How to be a Revolutionary by Lucy Ann Unwin

We have a brilliant blog from author Lucy Ann Unwin all about her book, How to be a Revolutionary! It will certainly make you pause to consider your family circumstances.

 

Growing up I was utterly obsessed with Disney’s version of The Little Mermaid. If you’d asked me then what I loved about it I would have undoubtably said the songs or maybe Sebastian or that magnificent red hair or the beautiful lagoon scene under the weeping willow (I was strangely obsessed with weeping willows for a child). But as an adult, I realise there was something else that kept bringing me back too: the rage of Ariel’s father Triton. Triton’s explosive temper tantrums were familiar to me from my own father, but it wasn’t just seeing them reflected on screen that was important, it was also seeing him regret them in private, the tender moments Ariel didn’t see. It was as rare then as it feels now to see the reflection of imperfect, yet forgivable, parents.

I know the parents in How To Be A Revolutionary will have many adult readers shouting at the page, but presenting a complicated family dynamic is important to me. Young readers need books where the parent’s aren’t just conveniently absent, downright awful or cookie cutter perfect. They need to see complicated relationships reflected on the page, parents that are flawed but loved, and quite possibly very familiar.
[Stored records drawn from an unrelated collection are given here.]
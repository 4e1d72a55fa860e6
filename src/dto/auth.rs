use chrono::{DateTime, Utc};
use serde::{Deserialize, Serialize};
use utoipa::ToSchema;

use crate::models::{Role, User};

#[derive(Deserialize, Debug, ToSchema)]
pub struct RegisterRequest {
    pub email: String,
    pub password: String,
    #[serde(default)]
    pub name: String,
    /// Defaults to `buyer`. Admin accounts cannot self-register.
    pub role: Option<Role>,
}

#[derive(Deserialize, Debug, ToSchema)]
pub struct LoginRequest {
    pub email: String,
    pub password: String,
}

#[derive(Debug, Serialize, ToSchema)]
pub struct LoginResponse {
    pub token: String,
    pub expires_at: DateTime<Utc>,
    pub user: User,
}

#[derive(Debug, Deserialize, Serialize, ToSchema)]
pub struct Claims {
    pub sub: String,
    pub email: String,
    pub role: Role,
    pub iat: usize,
    pub exp: usize,
}
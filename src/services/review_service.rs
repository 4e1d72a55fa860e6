use sea_orm::ActiveValue::NotSet;
use sea_orm::{ActiveModelTrait, ColumnTrait, EntityTrait, QueryFilter, QueryOrder, Set};
use uuid::Uuid;

use crate::{
    audit,
    dto::reviews::{CreateReviewRequest, ReviewList},
    entity::reviews::{ActiveModel as ReviewActive, Column as ReviewCol, Entity as Reviews},
    error::{AppError, AppResult},
    middleware::auth::AuthUser,
    models::Review,
    response::{ApiResponse, Meta},
    state::AppState,
};

pub const MIN_RATING: i32 = 1;
pub const MAX_RATING: i32 = 5;

pub fn validate_rating(rating: i32) -> AppResult<()> {
    if !(MIN_RATING..=MAX_RATING).contains(&rating) {
        return Err(AppError::BadRequest(format!(
            "rating must be between {MIN_RATING} and {MAX_RATING}"
        )));
    }
    Ok(())
}

pub async fn create_review(
    state: &AppState,
    user: &AuthUser,
    payload: CreateReviewRequest,
) -> AppResult<ApiResponse<Review>> {
    validate_rating(payload.rating)?;

    let review = ReviewActive {
        id: Set(Uuid::new_v4()),
        product_id: Set(payload.product_id),
        user_id: Set(user.user_id),
        rating: Set(payload.rating),
        comment: Set(payload.comment),
        created_at: NotSet,
    }
    .insert(&state.orm)
    .await?;

    audit::record(
        &state.pool,
        user.user_id,
        "review_create",
        "reviews",
        serde_json::json!({ "review_id": review.id, "product_id": review.product_id }),
    )
    .await;

    Ok(ApiResponse::success(
        "Review created",
        Review::from(review),
        Some(Meta::empty()),
    ))
}

pub async fn list_reviews(state: &AppState, product_id: Uuid) -> AppResult<ApiResponse<ReviewList>> {
    let items: Vec<Review> = Reviews::find()
        .filter(ReviewCol::ProductId.eq(product_id))
        .order_by_desc(ReviewCol::CreatedAt)
        .all(&state.orm)
        .await?
        .into_iter()
        .map(Review::from)
        .collect();

    let meta = Meta::count(items.len());
    Ok(ApiResponse::success("Reviews", ReviewList { items }, Some(meta)))
}

#[cfg(test)]
mod tests {
    use super::*;

    #[test]
    fn ratings_outside_one_to_five_are_rejected() {
        assert!(validate_rating(0).is_err());
        assert!(validate_rating(6).is_err());
        assert!(validate_rating(-3).is_err());
    }

    #[test]
    fn ratings_inside_range_are_accepted() {
        for rating in 1..=5 {
            assert!(validate_rating(rating).is_ok());
        }
    }
}
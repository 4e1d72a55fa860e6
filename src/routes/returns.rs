use axum::{
    Json, Router,
    extract::{State, rejection::JsonRejection},
    http::StatusCode,
    routing::get,
};

use crate::{
    dto::returns::{CreateReturnRequest, ReturnList},
    error::AppResult,
    middleware::auth::AuthUser,
    models::Return,
    response::ApiResponse,
    services::return_service,
    state::AppState,
};

pub fn router() -> Router<AppState> {
    Router::new().route("/returns", get(list_returns).post(create_return))
}

#[utoipa::path(
    post,
    path = "/returns",
    request_body = CreateReturnRequest,
    responses(
        (status = 201, description = "Return request filed", body = ApiResponse<Return>),
        (status = 400, description = "Missing reason"),
    ),
    security(("bearer_auth" = [])),
    tag = "Returns"
)]
pub async fn create_return(
    State(state): State<AppState>,
    user: AuthUser,
    payload: Result<Json<CreateReturnRequest>, JsonRejection>,
) -> AppResult<(StatusCode, Json<ApiResponse<Return>>)> {
    let Json(payload) = payload?;
    let resp = return_service::create_return(&state, &user, payload).await?;
    Ok((StatusCode::CREATED, Json(resp)))
}

#[utoipa::path(
    get,
    path = "/returns",
    responses(
        (status = 200, description = "Return requests of the current user", body = ApiResponse<ReturnList>),
    ),
    security(("bearer_auth" = [])),
    tag = "Returns"
)]
pub async fn list_returns(
    State(state): State<AppState>,
    user: AuthUser,
) -> AppResult<Json<ApiResponse<ReturnList>>> {
    let resp = return_service::list_returns(&state, &user).await?;
    Ok(Json(resp))
}
use sea_orm::entity::prelude::*;

#[derive(Clone, Debug, PartialEq, DeriveEntityModel)]
#[sea_orm(table_name = "cart_items")]
pub struct Model {
    #[sea_orm(primary_key, auto_increment = false)]
    pub id: Uuid,
    pub cart_id: Uuid,
    pub product_id: Uuid,
    pub quantity: i32,
    /// Line total, not unit price.
    #[sea_orm(column_type = "Decimal(Some((12, 2)))")]
    pub price: Decimal,
    pub created_at: DateTimeWithTimeZone,
}

#[derive(Copy, Clone, Debug, EnumIter, DeriveRelation)]
pub enum Relation {
    #[sea_orm(
        belongs_to = "super::carts::Entity",
        from = "Column::CartId",
        to = "super::carts::Column::Id"
    )]
    Carts,
    #[sea_orm(
        belongs_to = "super::products::Entity",
        from = "Column::ProductId",
        to = "super::products::Column::Id"
    )]
    Products,
}

impl Related<super::carts::Entity> for Entity {
    fn to() -> RelationDef {
        Relation::Carts.def()
    }
}

impl Related<super::products::Entity> for Entity {
    fn to() -> RelationDef {
        Relation::Products.def()
    }
}

impl ActiveModelBehavior for ActiveModel {}
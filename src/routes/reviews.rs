use axum::{
    Json, Router,
    extract::{Path, State, rejection::JsonRejection},
    http::StatusCode,
    routing::{get, post},
};
use uuid::Uuid;

use crate::{
    dto::reviews::{CreateReviewRequest, ReviewList},
    error::AppResult,
    middleware::auth::AuthUser,
    models::Review,
    response::ApiResponse,
    services::review_service,
    state::AppState,
};

pub fn router() -> Router<AppState> {
    Router::new()
        .route("/reviews", post(create_review))
        .route("/reviews/{product_id}", get(list_reviews))
}

#[utoipa::path(
    post,
    path = "/reviews",
    request_body = CreateReviewRequest,
    responses(
        (status = 201, description = "Review created", body = ApiResponse<Review>),
        (status = 400, description = "Rating outside 1-5"),
    ),
    security(("bearer_auth" = [])),
    tag = "Reviews"
)]
pub async fn create_review(
    State(state): State<AppState>,
    user: AuthUser,
    payload: Result<Json<CreateReviewRequest>, JsonRejection>,
) -> AppResult<(StatusCode, Json<ApiResponse<Review>>)> {
    let Json(payload) = payload?;
    let resp = review_service::create_review(&state, &user, payload).await?;
    Ok((StatusCode::CREATED, Json(resp)))
}

#[utoipa::path(
    get,
    path = "/reviews/{product_id}",
    params(
        ("product_id" = Uuid, Path, description = "Product ID")
    ),
    responses(
        (status = 200, description = "Reviews for a product, newest first", body = ApiResponse<ReviewList>),
    ),
    tag = "Reviews"
)]
pub async fn list_reviews(
    State(state): State<AppState>,
    Path(product_id): Path<Uuid>,
) -> AppResult<Json<ApiResponse<ReviewList>>> {
    let resp = review_service::list_reviews(&state, product_id).await?;
    Ok(Json(resp))
}
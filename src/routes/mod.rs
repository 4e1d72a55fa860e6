use std::time::Duration;

use axum::{
    Json, Router,
    http::{HeaderName, Request, Response, StatusCode, Uri},
    routing::get,
};
use tower::limit::ConcurrencyLimitLayer;
use tower_http::cors::CorsLayer;
use tower_http::limit::RequestBodyLimitLayer;
use tower_http::request_id::{MakeRequestUuid, PropagateRequestIdLayer, SetRequestIdLayer};
use tower_http::trace::TraceLayer;

use crate::{
    response::{ApiResponse, Meta},
    state::AppState,
};

pub mod admin;
pub mod auth;
pub mod cart;
pub mod doc;
pub mod health;
pub mod orders;
pub mod params;
pub mod products;
pub mod returns;
pub mod reviews;

const REQUEST_ID_HEADER: &str = "x-request-id";
const MAX_BODY_BYTES: usize = 1024 * 1024;
const MAX_IN_FLIGHT: usize = 100;

// Build the API router without binding state; it will be provided at the top level.
pub fn create_api_router() -> Router<AppState> {
    Router::new()
        .merge(auth::router())
        .merge(products::router())
        .merge(cart::router())
        .merge(orders::router())
        .merge(returns::router())
        .merge(reviews::router())
        .nest("/admin", admin::router())
}

/// Full application: API routes, health, docs and the tower middleware stack.
pub fn build_app(state: AppState) -> Router {
    let request_id_header = HeaderName::from_static(REQUEST_ID_HEADER);
    let trace_layer = TraceLayer::new_for_http()
        .make_span_with(|request: &Request<_>| {
            let request_id = request
                .headers()
                .get(REQUEST_ID_HEADER)
                .and_then(|value| value.to_str().ok())
                .unwrap_or("-");
            tracing::info_span!(
                "http_request",
                method = %request.method(),
                uri = %request.uri(),
                request_id = %request_id
            )
        })
        .on_request(|request: &Request<_>, _span: &tracing::Span| {
            tracing::debug!(method = %request.method(), uri = %request.uri(), "request started");
        })
        .on_response(|response: &Response<_>, latency: Duration, _span: &tracing::Span| {
            tracing::info!(
                status = %response.status(),
                ms = %latency.as_millis(),
                "request finished"
            );
        });

    Router::new()
        .route("/health", get(health::health_check))
        .merge(create_api_router())
        .merge(doc::scalar_docs())
        .fallback(not_found)
        .layer(trace_layer)
        .layer(PropagateRequestIdLayer::new(request_id_header.clone()))
        .layer(SetRequestIdLayer::new(request_id_header, MakeRequestUuid))
        .layer(CorsLayer::permissive())
        .layer(RequestBodyLimitLayer::new(MAX_BODY_BYTES))
        .layer(ConcurrencyLimitLayer::new(MAX_IN_FLIGHT))
        .with_state(state)
}

async fn not_found(uri: Uri) -> (StatusCode, Json<ApiResponse<serde_json::Value>>) {
    let body = ApiResponse::success(
        "Not Found",
        serde_json::json!({ "path": uri.path() }),
        Some(Meta::empty()),
    );
    (StatusCode::NOT_FOUND, Json(body))
}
In the book, my main character Natalie is inspired by the adults who have made her house a campaign HQ during a general election. One of them tells her they’re trying to change the world and Natalie wants in: but while she’s determined to change the wider world through her own mini “revolution” she’s struggling to accept the changes happening at home. Her parents are separating and her Dad’s new girlfriend and her son are moving in. Her parents do not manage this transition very well at all. Communication is poor, Natalie’s mum is struggling and her dad’s distraction and desperate optimism that Natalie and her sister will just fall in with the new arrangement borders on negligent. But her parents love her and they mean well, they just judge things badly and make mistakes, as every parent sometimes does.

What I loved while writing How To Be A Revolutionary is that the parents’ failings allowed other characters to shine. Left to look after each other, Natalie and her little sister Lily have a beautifully tender relationship. As the elder by four years, Natalie takes her responsibility for her little sister seriously, and it grounds some of the more impulsive sides to her personality. Lily, meanwhile, cares for her big sister in other ways: their relationship is the true heart of the book. Their dad’s girlfriend Kali also has an important role to play. The way she prepares her own son for the transition to their newly blended family provides a refreshing alternative to Natalie’s dad’s careless bumbling, and her tentative and fragile connection to Natalie and Lily ups the dramatic stakes.

Real families very rarely fit the standard molds and real relationships are complex. Children understand that as well as anybody, and are probably much readier than adults to forgive their parents’ own unique forms of dysfunction. I hope in reading How To Be A Revolutionary they might see that they’re not alone in that wonderful compassion. Or they can just enjoy it for the rat babies and Christmas Fayre chaos, as I enjoyed The Little Mermaid’s weeping willows and songs.

 

Views expressed do not necessarily reflect those of the Federation.